The question on many investors’ minds is how low the EURUSD pair can fall before the release of the US labor market and inflation data for July. The answer to this question will depend on the Trump trade, which has taken the Fed’s monetary policy to the back burner. Let’s discuss this topic and make a trading plan.
The article covers the following subjects:
Highlights and key points
- Investors are paying no heed to bets on the Fed’s monetary expansion.
- Markets are focused on the negatives of tariffs for the global economy.
- They fear chaos in the market caused by Donald Trump.
- The 1.083 level is the line in the sand for the EURUSD pair.
Weekly US dollar fundamental forecast
The key issue for investors in July will be the interplay between the Federal Reserve’s monetary policy and the so-called “Trump-victory trades.” In the first half of the month, the slowdown in the US labor market and inflation increased the likelihood of a federal funds rate cut in September to 100% from 73%. This led to a EURUSD rally. However, in the second half of the month, the situation reversed. Investors are expressing significant concern about the policies of the presidential nominee, which is contributing to a surge in the value of the US dollar.
UBS estimates that a 60% tariff on Chinese imports would result in a 2.5% reduction in China’s GDP growth. The bank anticipates economic expansion of 4.6% and 4.3% for the 2025-2026 period. However, in the event of a trade war, the forecast would decline to less than 3%. The eurozone is likely to be one of the main victims of the current situation, given its ongoing difficulties with China. Meanwhile, a modest reduction in PBoC rates is unlikely to have a significant impact.
Major European brands report declining sales in China. Goldman Sachs recommends selling their shares, and so far this strategy has been effective. The deterioration in corporate results could be followed by mass layoffs and production cuts, which would have a negative impact on the currency bloc’s GDP.
EuroStoxx and stock basket of companies exporting to China
Source: Bloomberg.
Germany, which accounts for half of the EU’s exports to China, will suffer the most from Donald Trump’s new tariffs. The slowdown in Asia’s largest economy is a long-term drag, but until recently, it has been offset by accelerating US GDP growth. Now that the US economy is also slowing, Europe’s economic rebound is at risk.

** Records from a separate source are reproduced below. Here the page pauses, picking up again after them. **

//! Business identity for entities in a network graph.
//!
//! An entity is addressed by its `(type, key)` pair, unique within one
//! network. The pair is the only lookup handle exposed to callers; the
//! storage layer's internal primary keys never leave the engine.

use std::fmt;

use serde::{Deserialize, Serialize};

/// The `(type, key)` identity of an entity within a network.
///
/// Ordering is lexicographic on `(ty, key)`, which is the canonical sort
/// order for every entity and edge list returned by the storage engine.
#[derive(Debug, Clone, Default, PartialEq, Eq, PartialOrd, Ord, Hash, Serialize, Deserialize)]
pub struct EntityId {
    /// Entity type classifier, e.g. `"gateway"` or `"policy_rule"`.
    pub ty: String,
    /// Caller-chosen key, unique per type within a network.
    pub key: String,
}

impl EntityId {
    pub fn new(ty: impl Into<String>, key: impl Into<String>) -> Self {
        EntityId {
            ty: ty.into(),
            key: key.into(),
        }
    }
}

impl fmt::Display for EntityId {
    fn fmt(&self, f: &mut fmt::Formatter<'_>) -> fmt::Result {
        write!(f, "{}-{}", self.ty, self.key)
    }
}

#[cfg(test)]
mod tests {
    use super::*;

    #[test]
    fn entity_id_display() {
        assert_eq!(format!("{}", EntityId::new("foo", "bar")), "foo-bar");
    }

    #[test]
    fn entity_id_ordering_is_type_then_key() {
        let mut ids = vec![
            EntityId::new("foo", "bar"),
            EntityId::new("bar", "baz"),
            EntityId::new("bar", "abc"),
        ];
        ids.sort();
        assert_eq!(
            ids,
            vec![
                EntityId::new("bar", "abc"),
                EntityId::new("bar", "baz"),
                EntityId::new("foo", "bar"),
            ]
        );
    }

    #[test]
    fn serde_roundtrip() {
        let id = EntityId::new("gateway", "gw1");
        let json = serde_json::to_string(&id).unwrap();
        let back: EntityId = serde_json::from_str(&json).unwrap();
        assert_eq!(id, back);
    }
}
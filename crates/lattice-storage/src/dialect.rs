//! SQL dialect builder.
//!
//! Generates dialect-portable DDL and DML text for the storage engine.
//! The dialect is chosen explicitly at factory construction time; there
//! is no process-wide dialect state. The builder produces strings only --
//! execution stays with the caller's connection.

/// Supported SQL dialects.
#[derive(Debug, Clone, Copy, PartialEq, Eq)]
pub enum Dialect {
    Sqlite,
    Postgres,
}

impl Dialect {
    /// Positional parameter placeholder, 1-based: `?1` / `$1`.
    pub fn placeholder(&self, n: usize) -> String {
        match self {
            Dialect::Sqlite => format!("?{n}"),
            Dialect::Postgres => format!("${n}"),
        }
    }

    /// `count` comma-separated placeholders starting at `start`.
    pub fn placeholders(&self, start: usize, count: usize) -> String {
        (start..start + count)
            .map(|n| self.placeholder(n))
            .collect::<Vec<_>>()
            .join(", ")
    }

    /// Column type for opaque byte payloads.
    pub fn bytes_type(&self) -> &'static str {
        match self {
            Dialect::Sqlite => "BLOB",
            Dialect::Postgres => "BYTEA",
        }
    }

    /// `INSERT` that silently skips rows violating the conflict target.
    pub fn insert_or_ignore(&self, table: &str, columns: &[&str], conflict: &[&str]) -> String {
        format!(
            "INSERT INTO {table} ({}) VALUES ({}) ON CONFLICT ({}) DO NOTHING",
            columns.join(", "),
            self.placeholders(1, columns.len()),
            conflict.join(", "),
        )
    }

    /// `INSERT` that updates `update_columns` from the excluded row when
    /// the conflict target matches.
    pub fn insert_or_update(
        &self,
        table: &str,
        columns: &[&str],
        conflict: &[&str],
        update_columns: &[&str],
    ) -> String {
        let updates = update_columns
            .iter()
            .map(|col| format!("{col} = excluded.{col}"))
            .collect::<Vec<_>>()
            .join(", ");
        format!(
            "INSERT INTO {table} ({}) VALUES ({}) ON CONFLICT ({}) DO UPDATE SET {updates}",
            columns.join(", "),
            self.placeholders(1, columns.len()),
            conflict.join(", "),
        )
    }

    /// Idempotent table creation. `columns` are full column definitions;
    /// `constraints` are trailing table constraints.
    pub fn create_table_if_not_exists(
        &self,
        table: &str,
        columns: &[String],
        constraints: &[String],
    ) -> String {
        let mut defs: Vec<String> = columns.to_vec();
        defs.extend(constraints.iter().cloned());
        format!("CREATE TABLE IF NOT EXISTS {table} ({})", defs.join(", "))
    }

    /// Idempotent index creation.
    pub fn create_index_if_not_exists(&self, name: &str, table: &str, column: &str) -> String {
        format!("CREATE INDEX IF NOT EXISTS {name} ON {table} ({column})")
    }
}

The euro is the currency of the optimists, and the US dollar is the currency of the pessimists. Not surprisingly, the EURUSD pair is heading lower amid the S&P 500 correction, the potential slowdown in global GDP due to renewed trade wars, and the chaos that Donald Trump could bring. What else can we call the political pressure on the Fed to cut rates aggressively and return to the practice of currency intervention as part of a weak US dollar policy?
No wonder investors forgot about the Fed and focused on the Trump trade, which came too early in the markets. Donald Trump’s victory in the presidential debate and the assassination attempt on him boosted the presidential race and forced the EURUSD pair to react.
Weekly EURUSD trading plan
Most likely, the Trump trade will persist until November, and investors will turn to the Fed at the beginning of the month after the release of employment and inflation data. The EURUSD pair will likely face a roller coaster ride, and its trajectory depends on its ability to stay above 1.083. If it does, there will be a chance to resume the bullish trend. If not, one may sell the euro until July’s release of the US Nonfarm Payrolls.